20

Angustia

Iván y Pikel manipularon la cuerda para bajar a Danica con cuidado. Ambos enanos tenían lágrimas en los ojos mientras lo hacían; Iván se quitó respetuosamente el casco con astas de ciervo, y Pikel hizo lo mismo con la olla.

Cuando la cuerda estuvo preparada, Cadderly apenas era capaz de llevar a Danica. La rabia cedía ante la pena, la sensación de final cuando ató la cuerda élfica bajo los brazos agarrotados de Danica. Pensó en volver al mundo espiritual en busca de ella, y lo habría hecho, si no fuera porque Shayleigh, como si leyera sus pensamientos, estaba a su lado, con la mano en el hombro.

Cuando el joven clérigo miró a la elfa, todo su cuerpo temblaba al intentar mantener la verticalidad, y comprendió que no podía gastar la energía para volver al mundo espiritual tras Danica, que las consecuencias serían demasiado peligrosas. Miró a Shayleigh y asintió, y ella se apartó, al parecer satisfecha.

Se decidió que Belago bajaría primero, para amortiguar el descenso de Danica. El alquimista, que parecía más decidido que nunca, agarró la cuerda con ambas manos y saltó sobre el alféizar. Pero hizo un alto, y le hizo señas a Iván de que se acercara.

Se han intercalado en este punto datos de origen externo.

// pingboard-core: Probing pipeline between endpoint sources and report renderers.

pub mod aggregate;
pub mod config;
pub mod error;
pub mod model;
pub mod orchestrator;
pub mod pipeline;
pub mod probe;
pub mod render;
pub mod source;

// ── Primary re-exports ──────────────────────────────────────────────
pub use aggregate::summarize;
pub use config::{PipelineConfig, ProbeMethod, ProbeOptions, SheetCredentials, SourceConfig};
pub use error::{CoreError, SourceFailure};
pub use orchestrator::Orchestrator;
pub use pipeline::{Pipeline, PipelineOutput};
pub use probe::{IcmpProber, Prober, SystemProber, TcpProber};
pub use render::{Report, ReportRenderer, WrittenReport};
pub use source::{ConfiguredSource, EndpointSource, FileSource, SheetSource};

// Re-export model types at the crate root for ergonomics.
pub use model::{Endpoint, ProbeErrorKind, ProbeOutcome, Snapshot};
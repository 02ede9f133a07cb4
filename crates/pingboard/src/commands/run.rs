//! Default command: run the full pipeline once and write the report.

use std::collections::BTreeMap;
use std::io::IsTerminal;
use std::path::PathBuf;

use chrono::{DateTime, Utc};
use owo_colors::OwoColorize;
use serde::Serialize;

use pingboard_core::{
    ConfiguredSource, Orchestrator, Pipeline, ProbeErrorKind, ProbeOutcome, SystemProber,
};

use crate::cli::{GlobalOpts, ProbeArgs, RunArgs};
use crate::commands::{cancel_on_interrupt, probe_spinner};
use crate::config;
use crate::error::CliError;
use crate::output;
use crate::report::HtmlRenderer;

/// What a run produced, for `--output` rendering.
#[derive(Serialize)]
struct RunSummary<'a> {
    total: usize,
    reachable: usize,
    unreachable: usize,
    reachable_percent: f64,
    interrupted: bool,
    errors: BTreeMap<ProbeErrorKind, usize>,
    generated_at: DateTime<Utc>,
    chart: PathBuf,
    report: PathBuf,
    outcomes: &'a [ProbeOutcome],
}

pub async fn handle(run: &RunArgs, probe: &ProbeArgs, global: &GlobalOpts) -> Result<(), CliError> {
    let mut cfg = config::load(global)?;
    config::apply_probe_overrides(&mut cfg, probe);
    config::apply_run_overrides(&mut cfg, run);
    let pipeline_cfg = config::pipeline_config(&cfg, run)?;

    let source = ConfiguredSource::from_config(&pipeline_cfg.source)?;
    let renderer = HtmlRenderer::new(cfg.report.title.clone(), cfg.report.links.clone())?;

    let (cancel, listener) = cancel_on_interrupt();
    let show_progress = !global.quiet && !run.no_progress && std::io::stderr().is_terminal();
    let spinner = probe_spinner(show_progress);
    let prober = SystemProber::from_method(pipeline_cfg.method);
    let orchestrator = Orchestrator::new(prober, pipeline_cfg.probe)
        .with_cancellation(cancel.clone())
        .on_outcome({
            let spinner = spinner.clone();
            move |outcome: &ProbeOutcome| {
                spinner.inc(1);
                spinner.set_message(outcome.endpoint.label().to_owned());
            }
        });

    let result = Pipeline::new(source, orchestrator, renderer).run().await;
    spinner.finish_and_clear();
    listener.abort();
    let finished = result?;

    let written = finished.report.write_to(&cfg.report.output_dir)?;
    let snapshot = &finished.snapshot;
    let summary = RunSummary {
        total: snapshot.len(),
        reachable: snapshot.reachable_count(),
        unreachable: snapshot.unreachable_count(),
        reachable_percent: snapshot.reachable_percent(),
        interrupted: cancel.is_cancelled(),
        errors: snapshot.error_counts(),
        generated_at: snapshot.generated_at(),
        chart: written.chart,
        report: written.markup,
        outcomes: snapshot.outcomes(),
    };

    let color = output::should_color(&global.color);
    let rendered = output::render_single(
        &global.output,
        &summary,
        |s| detail(s, color),
        |s| s.report.display().to_string(),
    )?;
    output::print_output(&rendered, global.quiet);
    Ok(())
}

fn detail(s: &RunSummary<'_>, color: bool) -> String {
    let reachable = format!("{}", s.reachable);
    let unreachable = format!("{}", s.unreachable);
    let (reachable, unreachable) = if color {
        (reachable.green().to_string(), unreachable.red().to_string())
    } else {
        (reachable, unreachable)
    };

    let mut lines = vec![
        format!("Endpoints:   {}", s.total),
        format!("Reachable:   {reachable} ({:.1}%)", s.reachable_percent),
        format!("Unreachable: {unreachable}"),
    ];
    for (kind, count) in &s.errors {
        lines.push(format!("  {kind}: {count}"));
    }
    if s.interrupted {
        lines.push("Interrupted: unfinished endpoints were recorded as cancelled".into());
    }
    lines.push(format!("Chart:       {}", s.chart.display()));
    lines.push(format!("Report:      {}", s.report.display()));
    lines.join("\n")
}
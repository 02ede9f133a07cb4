use std::time::Duration;

use chrono::{DateTime, Utc};
use serde::{Deserialize, Serialize};
use strum::{AsRefStr, Display, EnumString};

use super::Endpoint;

/// Why a probe did not produce a plain yes/no answer.
///
/// Recorded per endpoint; never aborts a batch.
#[derive(
    Debug,
    Clone,
    Copy,
    PartialEq,
    Eq,
    Hash,
    PartialOrd,
    Ord,
    Serialize,
    Deserialize,
    Display,
    EnumString,
    AsRefStr,
)]
#[serde(rename_all = "snake_case")]
#[strum(serialize_all = "snake_case")]
pub enum ProbeErrorKind {
    /// The probing mechanism itself could not run (missing executable, no privilege).
    ProbeUnavailable,
    /// No answer within the per-probe timeout.
    Timeout,
    /// The run was cancelled or hit its deadline before this endpoint finished.
    Cancelled,
    /// The identifier was rejected before probing (empty, whitespace, option-like).
    InvalidIdentifier,
}

impl ProbeErrorKind {
    /// Whether another attempt could plausibly give a different answer.
    pub fn is_retryable(self) -> bool {
        matches!(self, Self::Timeout)
    }
}

/// Result of probing one endpoint.
#[derive(Debug, Clone, PartialEq, Eq, Serialize, Deserialize)]
pub struct ProbeOutcome {
    pub endpoint: Endpoint,
    pub reachable: bool,
    pub error: Option<ProbeErrorKind>,
    pub observed_at: DateTime<Utc>,
    /// Probe attempts made (0 if the endpoint was never dispatched).
    pub attempts: u32,
    /// Wall time spent on this endpoint, in milliseconds.
    pub elapsed_ms: u64,
}

impl ProbeOutcome {
    /// Build an outcome from a prober result.
    pub fn from_result(
        endpoint: Endpoint,
        result: Result<bool, ProbeErrorKind>,
        attempts: u32,
        elapsed: Duration,
    ) -> Self {
        let (reachable, error) = match result {
            Ok(reachable) => (reachable, None),
            Err(kind) => (false, Some(kind)),
        };
        Self {
            endpoint,
            reachable,
            error,
            observed_at: Utc::now(),
            attempts,
            elapsed_ms: u64::try_from(elapsed.as_millis()).unwrap_or(u64::MAX),
        }
    }

    /// Outcome for an endpoint whose probe never finished.
    pub fn cancelled(endpoint: Endpoint) -> Self {
        Self::from_result(endpoint, Err(ProbeErrorKind::Cancelled), 0, Duration::ZERO)
    }

    /// Short status word for display: `up`, `down`, or the error kind.
    pub fn status_label(&self) -> &str {
        match (self.reachable, &self.error) {
            (true, _) => "up",
            (false, None) => "down",
            (false, Some(kind)) => kind.as_ref(),
        }
    }
}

—Tienes que conseguirlo —dijo el enano, que se acercó—. Te necesitamos… —Iván se calló a media frase, al darse cuenta de las intenciones de Belago, cuando éste extendió la mano.

—Cógelo —ofreció Belago, empujando el frasco de aceite explosivo hacia Iván—. Necesitarás todas las armas.

Tan pronto como el enano tuvo el frasco en la mano, Belago, sin vacilar, descendió deprisa hasta el suelo. El cuerpo de Danica fue el siguiente, y después Shayleigh, que necesitaba la misma ayuda.

Cadderly observó con tristeza mientras el grupo se alejaba hacia la parte trasera de la biblioteca, donde estaba el mausoleo. Belago tenía el cuerpo de Danica sobre el hombro, y aunque el peso era demasiado para el alquimista, tenía que aminorar el paso para que Shayleigh mantuviera el ritmo.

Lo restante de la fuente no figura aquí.